▸ ASSIGNMENT
Your answer must be every line of the data that contains "DeserializeOwned".

***** DATA SHOWN *****

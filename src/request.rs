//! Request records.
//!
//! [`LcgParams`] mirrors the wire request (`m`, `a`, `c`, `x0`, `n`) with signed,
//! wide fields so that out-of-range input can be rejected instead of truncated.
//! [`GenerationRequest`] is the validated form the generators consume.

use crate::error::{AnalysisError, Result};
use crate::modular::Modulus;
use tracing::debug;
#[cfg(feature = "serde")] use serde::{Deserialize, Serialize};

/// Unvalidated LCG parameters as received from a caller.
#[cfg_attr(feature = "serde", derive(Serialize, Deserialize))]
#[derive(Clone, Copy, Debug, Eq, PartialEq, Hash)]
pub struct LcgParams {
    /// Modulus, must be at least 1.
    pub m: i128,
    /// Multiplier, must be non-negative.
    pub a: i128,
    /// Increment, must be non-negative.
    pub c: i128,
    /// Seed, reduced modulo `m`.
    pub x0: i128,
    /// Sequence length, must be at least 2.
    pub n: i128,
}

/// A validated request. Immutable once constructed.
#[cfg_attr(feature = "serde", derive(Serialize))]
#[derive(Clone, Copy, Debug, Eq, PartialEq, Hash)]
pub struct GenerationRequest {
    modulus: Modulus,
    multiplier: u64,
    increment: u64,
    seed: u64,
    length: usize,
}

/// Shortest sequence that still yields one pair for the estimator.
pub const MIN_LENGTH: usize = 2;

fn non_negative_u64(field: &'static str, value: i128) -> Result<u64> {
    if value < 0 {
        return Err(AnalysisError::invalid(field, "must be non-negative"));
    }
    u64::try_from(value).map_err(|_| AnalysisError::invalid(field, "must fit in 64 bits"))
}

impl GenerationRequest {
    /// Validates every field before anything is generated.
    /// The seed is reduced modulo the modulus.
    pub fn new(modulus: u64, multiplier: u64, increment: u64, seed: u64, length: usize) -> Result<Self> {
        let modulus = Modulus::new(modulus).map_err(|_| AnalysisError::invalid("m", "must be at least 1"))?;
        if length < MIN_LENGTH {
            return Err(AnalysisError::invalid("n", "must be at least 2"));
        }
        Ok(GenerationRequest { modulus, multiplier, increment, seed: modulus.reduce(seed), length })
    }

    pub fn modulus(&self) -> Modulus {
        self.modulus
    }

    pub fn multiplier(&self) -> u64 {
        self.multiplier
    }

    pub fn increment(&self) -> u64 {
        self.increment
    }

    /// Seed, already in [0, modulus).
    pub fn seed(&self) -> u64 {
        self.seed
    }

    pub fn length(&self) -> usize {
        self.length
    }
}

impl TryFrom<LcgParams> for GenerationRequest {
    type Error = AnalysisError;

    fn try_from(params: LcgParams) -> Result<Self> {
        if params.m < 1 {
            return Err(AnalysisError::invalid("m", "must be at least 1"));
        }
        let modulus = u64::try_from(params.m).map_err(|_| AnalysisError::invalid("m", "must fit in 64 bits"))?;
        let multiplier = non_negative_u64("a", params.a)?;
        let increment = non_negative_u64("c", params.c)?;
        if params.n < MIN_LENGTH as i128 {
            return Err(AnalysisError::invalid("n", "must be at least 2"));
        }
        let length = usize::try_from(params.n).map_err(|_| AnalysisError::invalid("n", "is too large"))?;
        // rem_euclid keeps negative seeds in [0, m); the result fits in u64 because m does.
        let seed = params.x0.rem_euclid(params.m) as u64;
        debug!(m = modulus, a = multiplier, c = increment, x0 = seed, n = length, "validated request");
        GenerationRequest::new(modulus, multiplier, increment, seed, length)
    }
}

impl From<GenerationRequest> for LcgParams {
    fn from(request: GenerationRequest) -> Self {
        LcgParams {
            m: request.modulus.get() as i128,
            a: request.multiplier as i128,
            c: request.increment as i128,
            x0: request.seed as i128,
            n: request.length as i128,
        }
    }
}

*****
***** DATA SHOWN *****

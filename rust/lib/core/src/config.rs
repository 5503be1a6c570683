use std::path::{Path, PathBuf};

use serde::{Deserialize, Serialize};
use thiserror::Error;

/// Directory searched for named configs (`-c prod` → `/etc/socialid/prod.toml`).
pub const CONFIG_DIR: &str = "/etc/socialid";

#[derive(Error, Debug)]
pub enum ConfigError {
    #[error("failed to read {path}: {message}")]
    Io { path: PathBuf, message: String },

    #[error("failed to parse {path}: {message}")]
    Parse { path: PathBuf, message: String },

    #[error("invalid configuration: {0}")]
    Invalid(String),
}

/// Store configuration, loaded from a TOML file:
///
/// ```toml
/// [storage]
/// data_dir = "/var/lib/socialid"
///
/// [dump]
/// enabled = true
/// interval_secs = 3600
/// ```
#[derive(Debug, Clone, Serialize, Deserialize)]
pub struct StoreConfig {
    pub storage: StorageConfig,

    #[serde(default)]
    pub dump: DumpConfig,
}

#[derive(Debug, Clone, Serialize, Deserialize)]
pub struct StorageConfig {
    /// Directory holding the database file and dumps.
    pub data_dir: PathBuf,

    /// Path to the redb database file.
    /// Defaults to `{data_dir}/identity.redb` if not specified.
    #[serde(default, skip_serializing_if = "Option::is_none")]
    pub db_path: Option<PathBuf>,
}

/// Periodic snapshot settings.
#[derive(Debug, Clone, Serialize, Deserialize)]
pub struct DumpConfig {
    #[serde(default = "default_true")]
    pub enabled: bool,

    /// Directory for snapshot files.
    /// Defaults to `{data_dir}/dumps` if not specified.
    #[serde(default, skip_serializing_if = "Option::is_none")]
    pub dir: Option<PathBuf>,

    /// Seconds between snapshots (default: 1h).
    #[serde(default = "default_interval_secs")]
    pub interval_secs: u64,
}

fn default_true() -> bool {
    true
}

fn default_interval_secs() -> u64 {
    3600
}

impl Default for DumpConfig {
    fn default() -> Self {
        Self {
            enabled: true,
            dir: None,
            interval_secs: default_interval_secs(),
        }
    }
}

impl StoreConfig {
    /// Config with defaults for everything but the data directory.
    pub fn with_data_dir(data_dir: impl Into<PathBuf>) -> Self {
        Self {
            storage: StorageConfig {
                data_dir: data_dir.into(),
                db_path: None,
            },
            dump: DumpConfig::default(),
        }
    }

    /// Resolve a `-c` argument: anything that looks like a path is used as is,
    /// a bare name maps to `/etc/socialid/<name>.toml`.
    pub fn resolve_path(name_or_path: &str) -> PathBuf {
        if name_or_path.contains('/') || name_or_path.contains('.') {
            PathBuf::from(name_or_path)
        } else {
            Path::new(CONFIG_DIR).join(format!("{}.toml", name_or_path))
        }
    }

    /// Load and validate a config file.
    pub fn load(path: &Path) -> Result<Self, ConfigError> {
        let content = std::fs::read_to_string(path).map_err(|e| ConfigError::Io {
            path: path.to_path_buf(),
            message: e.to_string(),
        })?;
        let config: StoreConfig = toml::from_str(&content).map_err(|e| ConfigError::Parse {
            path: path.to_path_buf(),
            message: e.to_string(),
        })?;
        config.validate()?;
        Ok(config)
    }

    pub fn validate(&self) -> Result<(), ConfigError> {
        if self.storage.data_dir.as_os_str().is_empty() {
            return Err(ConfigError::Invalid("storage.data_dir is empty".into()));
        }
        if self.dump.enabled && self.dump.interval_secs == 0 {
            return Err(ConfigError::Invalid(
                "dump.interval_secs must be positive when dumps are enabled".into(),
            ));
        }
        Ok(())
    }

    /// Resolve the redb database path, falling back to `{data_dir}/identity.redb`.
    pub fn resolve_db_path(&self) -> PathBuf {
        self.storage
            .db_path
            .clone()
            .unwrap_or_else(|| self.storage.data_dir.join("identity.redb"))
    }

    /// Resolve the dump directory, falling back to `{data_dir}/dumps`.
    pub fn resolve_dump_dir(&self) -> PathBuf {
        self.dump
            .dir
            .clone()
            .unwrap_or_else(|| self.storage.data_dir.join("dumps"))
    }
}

*****
***** DATA SHOWN *****

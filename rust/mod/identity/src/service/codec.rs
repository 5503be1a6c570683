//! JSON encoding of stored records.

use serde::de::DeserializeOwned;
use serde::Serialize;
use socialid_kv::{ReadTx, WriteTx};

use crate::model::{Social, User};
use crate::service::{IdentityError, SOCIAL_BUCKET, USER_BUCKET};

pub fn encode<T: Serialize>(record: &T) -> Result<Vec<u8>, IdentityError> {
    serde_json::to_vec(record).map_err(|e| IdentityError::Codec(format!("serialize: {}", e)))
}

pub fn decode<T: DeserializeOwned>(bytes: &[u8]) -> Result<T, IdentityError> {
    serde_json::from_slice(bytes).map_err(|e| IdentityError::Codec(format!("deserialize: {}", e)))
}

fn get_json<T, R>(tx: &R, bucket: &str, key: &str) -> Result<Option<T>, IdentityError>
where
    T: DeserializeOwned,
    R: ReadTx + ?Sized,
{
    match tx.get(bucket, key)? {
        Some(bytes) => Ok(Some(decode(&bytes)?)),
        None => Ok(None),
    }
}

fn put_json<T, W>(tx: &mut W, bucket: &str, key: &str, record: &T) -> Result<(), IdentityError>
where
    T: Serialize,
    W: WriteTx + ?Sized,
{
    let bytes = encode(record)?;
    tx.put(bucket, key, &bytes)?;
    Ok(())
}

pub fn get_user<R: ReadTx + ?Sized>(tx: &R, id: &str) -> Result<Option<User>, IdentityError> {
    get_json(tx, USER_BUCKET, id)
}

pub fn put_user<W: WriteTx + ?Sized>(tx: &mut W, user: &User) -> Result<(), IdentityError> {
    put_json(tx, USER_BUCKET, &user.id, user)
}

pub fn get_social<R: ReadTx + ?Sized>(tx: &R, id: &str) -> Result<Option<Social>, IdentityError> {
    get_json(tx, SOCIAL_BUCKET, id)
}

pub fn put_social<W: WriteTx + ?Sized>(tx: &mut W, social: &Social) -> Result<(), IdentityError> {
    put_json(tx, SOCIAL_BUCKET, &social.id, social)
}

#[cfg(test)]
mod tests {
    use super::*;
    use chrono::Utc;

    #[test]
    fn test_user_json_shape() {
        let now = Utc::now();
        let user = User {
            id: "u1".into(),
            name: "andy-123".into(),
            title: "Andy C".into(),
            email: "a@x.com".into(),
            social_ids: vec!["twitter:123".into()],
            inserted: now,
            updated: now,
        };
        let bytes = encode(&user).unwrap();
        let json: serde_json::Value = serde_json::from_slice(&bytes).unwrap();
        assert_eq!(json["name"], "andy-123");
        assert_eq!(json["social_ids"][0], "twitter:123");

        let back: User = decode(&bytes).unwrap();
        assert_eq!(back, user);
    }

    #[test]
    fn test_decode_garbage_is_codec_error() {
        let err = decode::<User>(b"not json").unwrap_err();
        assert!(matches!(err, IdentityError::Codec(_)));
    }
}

*****

▸ SOLUTION BELOW
use serde::de::DeserializeOwned;
pub fn decode<T: DeserializeOwned>(bytes: &[u8]) -> Result<T, IdentityError> {
    T: DeserializeOwned,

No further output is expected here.